Maude Rhoda RICE, David Rice, a Minor, etc., et al., Plaintiffs and Respondents, v. SOUTHERN PACIFIC COMPANY, Defendant and Appellant.

Civ. 11331.

Decided: January 12, 1967

Millington & Millington, by Seth Millington, Gridley, for appellant. Magana, Olney & Ormes, by Jack Ormes, Huntington Park, Skow & Jones, by Charles A. Skow, Chico, for respondents.

Defendant Southern Pacific Company appeals from an adverse judgment in a wrongful death action brought by the widow and children of Wilford Lee Rice who was killed when the vehicle he was driving was struck by a train.

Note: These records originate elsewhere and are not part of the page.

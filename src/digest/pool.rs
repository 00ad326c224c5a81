//! Digest worker pool.
//!
//! A bounded job channel feeds a fixed number of worker threads; results come
//! back on an unbounded channel and are joined to their records by path, never
//! by completion order. With multithreading disabled every job runs inline on
//! the submitting thread and produces the same results.

use crate::depot::DepotFileRecord;
use crate::digest::{digest_file, DigestedFile};
use crate::error::{Result, SweepError};
use crate::progress::DigestCounters;
use crate::transcode::IO_BUFFER_SIZE;
use crossbeam_channel::{Receiver, Sender};
use std::sync::Arc;
use std::thread::{self, JoinHandle};
use tracing::debug;

/// Jobs buffered per worker before `submit` blocks.
const JOBS_PER_WORKER: usize = 4;

#[derive(Debug, Clone, Copy, PartialEq, Eq)]
pub struct DigestOptions {
    /// Worker threads; `0` means one per available CPU.
    pub jobs: usize,
    pub multithreaded: bool,
    pub buffer_size: usize,
}

impl Default for DigestOptions {
    fn default() -> Self {
        Self {
            jobs: num_cpus::get(),
            multithreaded: true,
            buffer_size: IO_BUFFER_SIZE,
        }
    }
}

impl DigestOptions {
    pub fn worker_count(&self) -> usize {
        if !self.multithreaded {
            1
        } else if self.jobs == 0 {
            num_cpus::get().max(1)
        } else {
            self.jobs
        }
    }
}

enum Mode {
    Threaded {
        jobs: Sender<DepotFileRecord>,
        results: Receiver<Result<DigestedFile>>,
        workers: Vec<JoinHandle<()>>,
    },
    Inline {
        buffer_size: usize,
        done: Vec<DigestedFile>,
        error: Option<SweepError>,
    },
}

pub struct DigestPool {
    mode: Mode,
    counters: Arc<DigestCounters>,
}

impl DigestPool {
    pub fn new(options: DigestOptions, counters: Arc<DigestCounters>) -> Result<Self> {
        if !options.multithreaded {
            return Ok(Self {
                mode: Mode::Inline {
                    buffer_size: options.buffer_size,
                    done: Vec::new(),
                    error: None,
                },
                counters,
            });
        }

        let worker_count = options.worker_count();
        let (job_tx, job_rx) = crossbeam_channel::bounded::<DepotFileRecord>(
            worker_count * JOBS_PER_WORKER,
        );
        let (result_tx, result_rx) = crossbeam_channel::unbounded();

        let mut workers = Vec::with_capacity(worker_count);
        for id in 0..worker_count {
            let job_rx = job_rx.clone();
            let result_tx = result_tx.clone();
            let counters = counters.clone();
            let buffer_size = options.buffer_size;
            let handle = thread::Builder::new()
                .name(format!("p4sweep-digest-{id}"))
                .spawn(move || {
                    for record in job_rx {
                        let result = digest_file(&record, buffer_size, &counters)
                            .map(|result| DigestedFile { record, result });
                        counters.complete_one();
                        if result_tx.send(result).is_err() {
                            break;
                        }
                    }
                })?;
            workers.push(handle);
        }
        debug!("Started {} digest workers", worker_count);

        Ok(Self {
            mode: Mode::Threaded {
                jobs: job_tx,
                results: result_rx,
                workers,
            },
            counters,
        })
    }

    /// Queues one file. Blocks while the job channel is full.
    pub fn submit(&mut self, record: DepotFileRecord) {
        self.counters.add_total(1);
        match &mut self.mode {
            Mode::Threaded { jobs, .. } => {
                // Workers only exit once this sender is dropped in `finish`.
                let _ = jobs.send(record);
            }
            Mode::Inline {
                buffer_size,
                done,
                error,
            } => {
                let result = digest_file(&record, *buffer_size, &self.counters);
                self.counters.complete_one();
                match result {
                    Ok(result) => done.push(DigestedFile { record, result }),
                    Err(e) => {
                        if error.is_none() {
                            *error = Some(e);
                        }
                    }
                }
            }
        }
    }

    /// Waits for every submitted file. The first fatal error wins.
    pub fn finish(self) -> Result<Vec<DigestedFile>> {
        match self.mode {
            Mode::Threaded {
                jobs,
                results,
                workers,
            } => {
                drop(jobs);
                let mut done = Vec::new();
                let mut first_error = None;
                for result in results.iter() {
                    match result {
                        Ok(file) => done.push(file),
                        Err(e) => {
                            if first_error.is_none() {
                                first_error = Some(e);
                            }
                        }
                    }
                }
                for worker in workers {
                    if worker.join().is_err() {
                        return Err(SweepError::Task("digest worker panicked".to_string()));
                    }
                }
                match first_error {
                    Some(e) => Err(e),
                    None => Ok(done),
                }
            }
            Mode::Inline { done, error, .. } => match error {
                Some(e) => Err(e),
                None => Ok(done),
            },
        }
    }
}

#[cfg(test)]
mod tests {
    use super::*;
    use std::collections::BTreeMap;
    use std::fs;
    use tempfile::TempDir;

    fn fixture(count: usize) -> (TempDir, Vec<DepotFileRecord>) {
        let temp = TempDir::new().unwrap();
        let mut records = Vec::new();
        for i in 0..count {
            let path = temp.path().join(format!("f{i}.txt"));
            let (head_type, body) = match i % 3 {
                0 => ("text", format!("line {i}\r\n").into_bytes()),
                1 => ("binary", vec![i as u8; i]),
                _ => ("utf8", format!("\u{FEFF}utf8 {i}\r\n").into_bytes()),
            };
            if i % 10 != 9 {
                fs::write(&path, &body).unwrap();
            }
            records.push(DepotFileRecord {
                path: path.to_string_lossy().into_owned(),
                have_rev: "1".to_string(),
                head_rev: Some("1".to_string()),
                file_size: Some(body.len() as u64),
                digest: String::new(),
                head_type: head_type.to_string(),
            });
        }
        (temp, records)
    }

    fn run(options: DigestOptions, records: &[DepotFileRecord]) -> (BTreeMap<String, DigestedFile>, Arc<DigestCounters>) {
        let counters = Arc::new(DigestCounters::new());
        let mut pool = DigestPool::new(options, counters.clone()).unwrap();
        for record in records {
            pool.submit(record.clone());
        }
        let done = pool
            .finish()
            .unwrap()
            .into_iter()
            .map(|f| (f.record.path.clone(), f))
            .collect();
        (done, counters)
    }

    #[test]
    fn test_threaded_matches_inline() {
        let (_temp, records) = fixture(60);
        let threaded = DigestOptions {
            jobs: 4,
            multithreaded: true,
            buffer_size: 16,
        };
        let inline = DigestOptions {
            multithreaded: false,
            ..threaded
        };

        let (threaded_done, threaded_counters) = run(threaded, &records);
        let (inline_done, inline_counters) = run(inline, &records);

        assert_eq!(threaded_done.len(), 60);
        assert_eq!(threaded_done, inline_done);
        assert_eq!(threaded_counters.completed(), 60);
        assert_eq!(threaded_counters.total(), 60);
        assert_eq!(threaded_counters.bytes_hashed(), inline_counters.bytes_hashed());
    }

    #[test]
    fn test_missing_files_still_complete() {
        let (_temp, records) = fixture(10);
        let (done, counters) = run(DigestOptions::default(), &records);
        let missing = done.values().filter(|f| f.result.is_missing()).count();
        assert_eq!(missing, 1);
        assert_eq!(counters.completed(), 10);
    }

    #[test]
    fn test_worker_count() {
        let options = DigestOptions {
            jobs: 3,
            multithreaded: true,
            buffer_size: 1,
        };
        assert_eq!(options.worker_count(), 3);
        assert_eq!(
            DigestOptions {
                multithreaded: false,
                ..options
            }
            .worker_count(),
            1
        );
        assert!(DigestOptions { jobs: 0, ..options }.worker_count() >= 1);
    }

    #[test]
    fn test_empty_pool() {
        let (done, counters) = run(DigestOptions::default(), &[]);
        assert!(done.is_empty());
        assert_eq!(counters.total(), 0);
    }
}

Judgment was after a court trial.

We reject the contentions of defendant railroad that as a matter of law (1) it was not negligent, and (2) that decedent was guilty of contributory negligence.

In stating the facts we, of course, observe the rule that all conflicts in the evidence are binding upon a reviewing court, and all reasonable inferences must be drawn in favor of respondents.

The accident occurred January 22, 1962, at 2:10 p.m. It was a crossing accident, approximately within the heart of Gridley. (The railroad depot is less than a block south.) Decedent was driving easterly along Hazel Street, one of the community's principal east-west paved thoroughfares. The north-south railroad tracks cross at street level. Rice was struck by defendant's northbound freight train consisting of 91 cars and traveling at 60 miles an hour. The train had not decreased its speed in any respect during its progress through town. The pickup which decedent was driving became impaled upon the locomotive of the freight train and was carried for a distance of more than a mile before the engineer was able to bring the train to a stop. Two other eastbound vehicles had crossed the track ahead of Rice, one of these vehicles having just passed Rice's pickup and crossed the tracks immediately before decedent was struck.1

The crossing was guarded by electric wigwag signals equipped with bells. The signals were working and the bells ringing at the time of the accident. That fact must be considered in the light of another set of circumstances: The bells on the signals frequently rang (with the wigwags swinging) when no trains were approaching or crossing through Gridley. Those circumstances occurred when repair and maintenance work was being performed on the tracks and switches. At such times defendant did not deactivate its wigwags. Sometimes the bells rang continuously for over an hour at a time. The evidence showed that the railroad knew the position at all times of all northbound and southbound train traffic. No explanation was given as to why the wigwags were not deactivated during repair work when no trains were in the vicinity. On and before the day of the accident, and prior to the fatal crash, a switch was being installed several blocks south of the Hazel Street crossing. This work had been in progress for a week or so. During these periods the conditions described existed. As one witness expressed it—the bells were ringing ‘quite a bit.’ It is inferable that decedent knew of this condition; had probably passed that way four times earlier that day.2 A short time before this accident the work had been discontinued on the switch and until the approach and passing of this train, the signals were still and the bells silent.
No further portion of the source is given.